Descargo el peso, como pipas de calabaza, tirando las cáscaras en la papelera y aguanto hasta algo más de las 9:30 h antes de meterme en el saco y ponerme a sornar. Sin moros en la costa, el moro Xabier Al Davé, toma posesión de la playa del Moro por una noche, no más. Hace cierto calorcillo dentro de la cueva, ya que ha pegado el sol durante la tarde y, por tanto, hay algunos mosquitos que trato de ahuyentar hasta que me duerma. Espero que no me piquen durante la noche. El golpeteo de la ola es potente y grato; por la altura del agua, recibo la sensación de que ya ha subido todo lo que tenía que subir en la marea alta y que me libraré hasta bien entrada la mañana de la siguiente. Mi visión del cielo es escasa, ya que sólo veo hacia el sur, hacia la torre de madera. El techo de la cueva es de amalgama con estructura de cantos rodados, me recuerdan a los cookies de avellana y, aunque es un techo protector, no me permite ver todo el firmamento que me habría gustado disfrutar; ni la Osa Mayor, ni la luna aunque, probablemente, esté en fase de Luna Nueva. Con el culo, procuro apoyarme en mi mochila y creo que ya he echado mi primer sueñecito cuando, a las 00:10 de la medianoche, ha aparecido la cribadora a toda velocidad. Va tan rápida, que me da la sensación de que rastrilla más que cribe. Como tengo las rocas protectoras, casi tengo la certeza de que no se va a acercar, pero, por si acaso, estoy atento a salir con los pies en polvorosa. Atención, autodefensa y huída; todo en un pis-pas, que harán innecesaria tanta prevención. Cuando la cribadora o alisadora de playa se vá, salgo del saco, orino y, al volver, me hago una pequeña heridita encima del dedo pequeño del pie izquierdo. Mañana se curará.

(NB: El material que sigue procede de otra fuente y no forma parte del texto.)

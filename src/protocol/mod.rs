//! Protocol Layer: Bit-Level Framing
//!
//! Prinsip desain:
//! - One Bit per Event: setiap event membawa tepat satu bit informasi
//! - MSB-first: urutan bit tetap, transmitter dan receiver harus sepakat
//! - NUL-terminated: byte 0x00 menandai akhir pesan
//! - No allocation: assembler memakai buffer pre-allocated

mod codec;
mod frame;

pub use codec::{BitEncoder, MessageAssembler};
pub use frame::{
    BinaryEvent, BITS_PER_BYTE, BIT_INTERVAL, BUFFER_CAPACITY, EVENT_QUEUE_DEPTH, TERMINATOR,
};
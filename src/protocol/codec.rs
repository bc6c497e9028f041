//! Bit Encoder dan Message Assembler
//!
//! Encode: byte stream -> deretan BinaryEvent, MSB-first, plus terminator.
//! Assemble: BinaryEvent -> byte -> baris pesan lengkap.
//! Tidak ada alokasi setelah inisialisasi.

use super::frame::{BinaryEvent, BITS_PER_BYTE, BUFFER_CAPACITY, TERMINATOR};

/// Iterator event untuk satu payload
///
/// Menghasilkan 8 event per byte, MSB-first, diakhiri 8 event untuk
/// byte TERMINATOR. NUL di tengah payload memotong transmisi: byte itu
/// sendiri menjadi terminator dan sisa payload tidak dikirim.
pub struct BitEncoder<'a> {
    payload: &'a [u8],
    byte_pos: usize,
    bit_pos: u8,
    finished: bool,
}

impl<'a> BitEncoder<'a> {
    #[inline(always)]
    pub fn new(payload: &'a [u8]) -> Self {
        Self {
            payload,
            byte_pos: 0,
            bit_pos: BITS_PER_BYTE - 1,
            finished: false,
        }
    }

    /// Byte yang sedang dikirim; terminator implisit setelah payload habis
    #[inline(always)]
    fn current_byte(&self) -> u8 {
        if self.byte_pos < self.payload.len() {
            self.payload[self.byte_pos]
        } else {
            TERMINATOR
        }
    }

    /// Jumlah event yang akan dihasilkan untuk sebuah payload
    pub fn event_count(payload: &[u8]) -> usize {
        let bytes = payload
            .iter()
            .position(|&b| b == TERMINATOR)
            .map(|i| i + 1)
            .unwrap_or(payload.len() + 1);
        bytes * BITS_PER_BYTE as usize
    }
}

impl Iterator for BitEncoder<'_> {
    type Item = BinaryEvent;

    #[inline(always)]
    fn next(&mut self) -> Option<BinaryEvent> {
        if self.finished {
            return None;
        }

        let byte = self.current_byte();
        let event = BinaryEvent::from_bit(byte, self.bit_pos);

        if self.bit_pos == 0 {
            if byte == TERMINATOR {
                self.finished = true;
            } else {
                self.byte_pos += 1;
                self.bit_pos = BITS_PER_BYTE - 1;
            }
        } else {
            self.bit_pos -= 1;
        }

        Some(event)
    }
}

/// State machine penerima
///
/// Akumulasi bit menjadi byte, byte menjadi baris pesan. State:
/// (nilai parsial, jumlah bit 0..=7, buffer, write index). Flush saat
/// byte TERMINATOR selesai atau write index mencapai capacity-1.
///
/// Pada overflow flush, byte terakhir yang terakumulasi ditimpa
/// terminator sebelum baris dikeluarkan - perilaku warisan yang
/// dipertahankan apa adanya. Byte berikutnya memulai pesan baru dari
/// index 0 tanpa penanda apa pun di output.
pub struct MessageAssembler {
    acc: u8,
    bit_count: u8,
    buffer: Box<[u8]>,
    write_idx: usize,
    forced_flushes: u64,
}

impl Default for MessageAssembler {
    fn default() -> Self {
        Self::new()
    }
}

impl MessageAssembler {
    /// Assembler dengan kapasitas default (BUFFER_CAPACITY)
    pub fn new() -> Self {
        Self::with_capacity(BUFFER_CAPACITY)
    }

    /// Assembler dengan kapasitas tertentu (minimal 2)
    ///
    /// Alokasi hanya terjadi sekali di sini, tidak ada alokasi
    /// di jalur push.
    pub fn with_capacity(capacity: usize) -> Self {
        assert!(capacity >= 2, "capacity must hold at least one byte + terminator");
        Self {
            acc: 0,
            bit_count: 0,
            buffer: vec![0u8; capacity].into_boxed_slice(),
            write_idx: 0,
            forced_flushes: 0,
        }
    }

    /// Proses satu event. Returns baris pesan lengkap saat flush,
    /// tanpa terminator dan tanpa line break.
    #[inline(always)]
    pub fn push(&mut self, event: BinaryEvent) -> Option<&[u8]> {
        self.acc = (self.acc << 1) | event.as_u8();
        self.bit_count += 1;

        if self.bit_count < BITS_PER_BYTE {
            return None;
        }

        let byte = self.acc;
        self.acc = 0;
        self.bit_count = 0;

        self.buffer[self.write_idx] = byte;
        self.write_idx += 1;

        if byte == TERMINATOR || self.write_idx >= self.buffer.len() - 1 {
            if byte != TERMINATOR {
                self.forced_flushes += 1;
            }
            // Posisi terakhir yang ditulis ditimpa terminator
            let line_len = self.write_idx - 1;
            self.buffer[line_len] = TERMINATOR;
            self.write_idx = 0;
            return Some(&self.buffer[..line_len]);
        }

        None
    }

    /// Jumlah bit yang terakumulasi untuk byte berjalan (0..=7)
    #[inline(always)]
    pub fn pending_bits(&self) -> u8 {
        self.bit_count
    }

    /// Jumlah byte di buffer sejak flush terakhir
    #[inline(always)]
    pub fn pending_bytes(&self) -> usize {
        self.write_idx
    }

    /// Berapa kali flush terjadi karena buffer penuh, bukan terminator
    #[inline(always)]
    pub fn forced_flushes(&self) -> u64 {
        self.forced_flushes
    }

    /// Cek apakah assembler kembali ke state awal
    #[inline(always)]
    pub fn is_idle(&self) -> bool {
        self.bit_count == 0 && self.write_idx == 0
    }
}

Demasiados cantos rodados para caminar en esta jornada
La jornada ha sido amena en cuanto a encuentros que, sin haber sido de enorme brillantez, han estado bien. Repasando: Luis, antes de desayunar, superando su viudedad; los acuarelistas Roberto y Santiago, se aprende de los errores; José Manuel en dos fases, antes y después del Tere, que espero recupere su tobillo; Eva, Nacho e Izan, un nombre vasco para un niño de padres levantinos; Amparo y Antonio, envidiando mi viaje; y sin quitar nada, los temores de Benjamín. La comida en el Tere ha estado bien en calidad-precio y recupero dormida al aire libre bajo grueso techo protector.